┌────────

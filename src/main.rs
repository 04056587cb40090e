// SPDX-FileCopyrightText: 2026 Bruno Meilick
// SPDX-License-Identifier: LicenseRef-Zonemap-FreeUse-NoCopy-NoDerivatives
//
// All rights reserved.
//
// This file is part of Zonemap and is proprietary software.
// Unauthorized copying, modification, or distribution is prohibited.

//! Zonemap server entrypoint.
//!
//! Serves the JSON API under `/api/*` and the live channel at `/api/message`.

use std::error::Error;
use std::net::SocketAddr;
use std::path::PathBuf;
use std::sync::Arc;

use tracing::info;
use tracing_subscriber::EnvFilter;

use zonemap::config::{ServerConfig, DEFAULT_API_PORT, DATA_DIR_ENV, DEFAULT_DATA_DIR};
use zonemap::store::{ProjectRepository, WriteDurability};

const DEFAULT_LOG_FILTER: &str = "zonemap=info";

fn print_usage(program: &str) {
    eprintln!(
        "Usage:\n  {program} [--port <port>] [--bind-localhost] [--data-dir <dir>] [--durable-writes]\n\n--port selects the HTTP port (0 = ephemeral; default {DEFAULT_API_PORT}).\n--bind-localhost listens on 127.0.0.1 only instead of every interface.\n--data-dir defaults to ${DATA_DIR_ENV}, or ./{DEFAULT_DATA_DIR} when unset.\n\n--durable-writes opts into slower, best-effort durable persistence (fsync/sync where supported).\n\nLog verbosity follows RUST_LOG (default {DEFAULT_LOG_FILTER})."
    );
}

#[derive(Debug, Default, Clone, PartialEq, Eq)]
struct CliOptions {
    port: Option<u16>,
    bind_localhost: bool,
    data_dir: Option<String>,
    durable_writes: bool,
}

impl CliOptions {
    fn into_config(self) -> ServerConfig {
        let mut config = ServerConfig::default();
        if let Some(port) = self.port {
            config.api_port = port;
        }
        if let Some(dir) = self.data_dir {
            config.data_dir = PathBuf::from(dir);
        }
        config.bind_localhost = self.bind_localhost;
        if self.durable_writes {
            config.durability = WriteDurability::Durable;
        }
        config
    }
}

fn parse_options(mut args: impl Iterator<Item = String>) -> Result<CliOptions, ()> {
    let mut options = CliOptions::default();

    while let Some(arg) = args.next() {
        match arg.as_str() {
            "--port" => {
                if options.port.is_some() {
                    return Err(());
                }
                let raw = args.next().ok_or(())?;
                let port: u16 = raw.parse().map_err(|_| ())?;
                options.port = Some(port);
            }
            "--bind-localhost" => {
                if options.bind_localhost {
                    return Err(());
                }
                options.bind_localhost = true;
            }
            "--data-dir" => {
                if options.data_dir.is_some() {
                    return Err(());
                }
                let dir = args.next().ok_or(())?;
                options.data_dir = Some(dir);
            }
            "--durable-writes" => {
                if options.durable_writes {
                    return Err(());
                }
                options.durable_writes = true;
            }
            _ => return Err(()),
        }
    }

    Ok(options)
}

fn init_logging() {
    let filter =
        EnvFilter::try_from_default_env().unwrap_or_else(|_| EnvFilter::new(DEFAULT_LOG_FILTER));
    tracing_subscriber::fmt().with_env_filter(filter).init();
}

fn main() {
    let result = (|| -> Result<(), Box<dyn Error>> {
        let mut args = std::env::args();
        let program = args.next().unwrap_or_else(|| "zonemap".to_owned());

        let options = match parse_options(args) {
            Ok(options) => options,
            Err(()) => {
                print_usage(&program);
                std::process::exit(2);
            }
        };

        init_logging();
        let config = options.into_config();

        let store = config.open_store()?;
        let repository = Arc::new(ProjectRepository::new(store)?);
        let state = zonemap::api::AppState::new(repository, config.app_version.clone());
        let router = zonemap::api::router(state);

        let runtime = tokio::runtime::Builder::new_multi_thread().enable_all().build()?;

        runtime.block_on(async move {
            let listener = tokio::net::TcpListener::bind(config.bind_addr()).await?;
            let addr = listener.local_addr()?;
            info!(
                app = %config.app_name,
                version = %config.app_version,
                addr = %addr,
                data_dir = ?config.data_dir,
                "listening"
            );

            axum::serve(
                listener,
                router.into_make_service_with_connect_info::<SocketAddr>(),
            )
            .await?;
            Ok::<(), Box<dyn Error>>(())
        })?;

        Ok(())
    })();

    if let Err(err) = result {
        eprintln!("zonemap: {err}");
        std::process::exit(1);
    }
}
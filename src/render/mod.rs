// SPDX-FileCopyrightText: 2026 Bruno Meilick
// SPDX-License-Identifier: LicenseRef-Zonemap-FreeUse-NoCopy-NoDerivatives
//
// All rights reserved.
//
// This file is part of Zonemap and is proprietary software.
// Unauthorized copying, modification, or distribution is prohibited.

//! Diagram rendering for threat models.
//!
//! `containment` resolves zones and components into a nested forest; `graphviz` turns that
//! forest plus the data flows into DOT text.

pub mod containment;
pub mod graphviz;

pub use containment::{
    resolve_containment, resolve_model_containment, ContainerKind, ContainmentError,
    ContainmentInput, ContainmentNode, ParentLink,
};
pub use graphviz::{render_graphviz, sanitise_id, RenderError};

└────────

» Exercise description: Your task is to repeat the data exactly; please include every line.

» Answer for the task:
filename src/main.rs
repository 04056587cb40090e
// SPDX-FileCopyrightText: 2026 Bruno Meilick
// SPDX-License-Identifier: LicenseRef-Zonemap-FreeUse-NoCopy-NoDerivatives
//
// All rights reserved.
//
// This file is part of Zonemap and is proprietary software.
// Unauthorized copying, modification, or distribution is prohibited.

//! Zonemap server entrypoint.
//!
//! Serves the JSON API under `/api/*` and the live channel at `/api/message`.

use std::error::Error;
use std::net::SocketAddr;
use std::path::PathBuf;
use std::sync::Arc;

use tracing::info;
use tracing_subscriber::EnvFilter;

use zonemap::config::{ServerConfig, DEFAULT_API_PORT, DATA_DIR_ENV, DEFAULT_DATA_DIR};
use zonemap::store::{ProjectRepository, WriteDurability};

const DEFAULT_LOG_FILTER: &str = "zonemap=info";

fn print_usage(program: &str) {
    eprintln!(
        "Usage:\n  {program} [--port <port>] [--bind-localhost] [--data-dir <dir>] [--durable-writes]\n\n--port selects the HTTP port (0 = ephemeral; default {DEFAULT_API_PORT}).\n--bind-localhost listens on 127.0.0.1 only instead of every interface.\n--data-dir defaults to ${DATA_DIR_ENV}, or ./{DEFAULT_DATA_DIR} when unset.\n\n--durable-writes opts into slower, best-effort durable persistence (fsync/sync where supported).\n\nLog verbosity follows RUST_LOG (default {DEFAULT_LOG_FILTER})."
    );
}

#[derive(Debug, Default, Clone, PartialEq, Eq)]
struct CliOptions {
    port: Option<u16>,
    bind_localhost: bool,
    data_dir: Option<String>,
    durable_writes: bool,
}

impl CliOptions {
    fn into_config(self) -> ServerConfig {
        let mut config = ServerConfig::default();
        if let Some(port) = self.port {
            config.api_port = port;
        }
        if let Some(dir) = self.data_dir {
            config.data_dir = PathBuf::from(dir);
        }
        config.bind_localhost = self.bind_localhost;
        if self.durable_writes {
            config.durability = WriteDurability::Durable;
        }
        config
    }
}

fn parse_options(mut args: impl Iterator<Item = String>) -> Result<CliOptions, ()> {
    let mut options = CliOptions::default();

    while let Some(arg) = args.next() {
        match arg.as_str() {
            "--port" => {
                if options.port.is_some() {
                    return Err(());
                }
                let raw = args.next().ok_or(())?;
                let port: u16 = raw.parse().map_err(|_| ())?;
                options.port = Some(port);
            }
            "--bind-localhost" => {
                if options.bind_localhost {
                    return Err(());
                }
                options.bind_localhost = true;
            }
            "--data-dir" => {
                if options.data_dir.is_some() {
                    return Err(());
                }
                let dir = args.next().ok_or(())?;
                options.data_dir = Some(dir);
            }
            "--durable-writes" => {
                if options.durable_writes {
                    return Err(());
                }
                options.durable_writes = true;
            }
            _ => return Err(()),
        }
    }

    Ok(options)
}

fn init_logging() {
    let filter =
        EnvFilter::try_from_default_env().unwrap_or_else(|_| EnvFilter::new(DEFAULT_LOG_FILTER));
    tracing_subscriber::fmt().with_env_filter(filter).init();
}

fn main() {
    let result = (|| -> Result<(), Box<dyn Error>> {
        let mut args = std::env::args();
        let program = args.next().unwrap_or_else(|| "zonemap".to_owned());

        let options = match parse_options(args) {
            Ok(options) => options,
            Err(()) => {
                print_usage(&program);
                std::process::exit(2);
            }
        };

        init_logging();
        let config = options.into_config();

        let store = config.open_store()?;
        let repository = Arc::new(ProjectRepository::new(store)?);
        let state = zonemap::api::AppState::new(repository, config.app_version.clone());
        let router = zonemap::api::router(state);

        let runtime = tokio::runtime::Builder::new_multi_thread().enable_all().build()?;

        runtime.block_on(async move {
            let listener = tokio::net::TcpListener::bind(config.bind_addr()).await?;
            let addr = listener.local_addr()?;
            info!(
                app = %config.app_name,
                version = %config.app_version,
                addr = %addr,
                data_dir = ?config.data_dir,
                "listening"
            );

            axum::serve(
                listener,
                router.into_make_service_with_connect_info::<SocketAddr>(),
            )
            .await?;
            Ok::<(), Box<dyn Error>>(())
        })?;

        Ok(())
    })();

    if let Err(err) = result {
        eprintln!("zonemap: {err}");
        std::process::exit(1);
    }
}
filename src/render/mod.rs
// SPDX-FileCopyrightText: 2026 Bruno Meilick
// SPDX-License-Identifier: LicenseRef-Zonemap-FreeUse-NoCopy-NoDerivatives
//
// All rights reserved.
//
// This file is part of Zonemap and is proprietary software.
// Unauthorized copying, modification, or distribution is prohibited.

//! Diagram rendering for threat models.
//!
//! `containment` resolves zones and components into a nested forest; `graphviz` turns that
//! forest plus the data flows into DOT text.

pub mod containment;
pub mod graphviz;

pub use containment::{
    resolve_containment, resolve_model_containment, ContainerKind, ContainmentError,
    ContainmentInput, ContainmentNode, ParentLink,
};
pub use graphviz::{render_graphviz, sanitise_id, RenderError};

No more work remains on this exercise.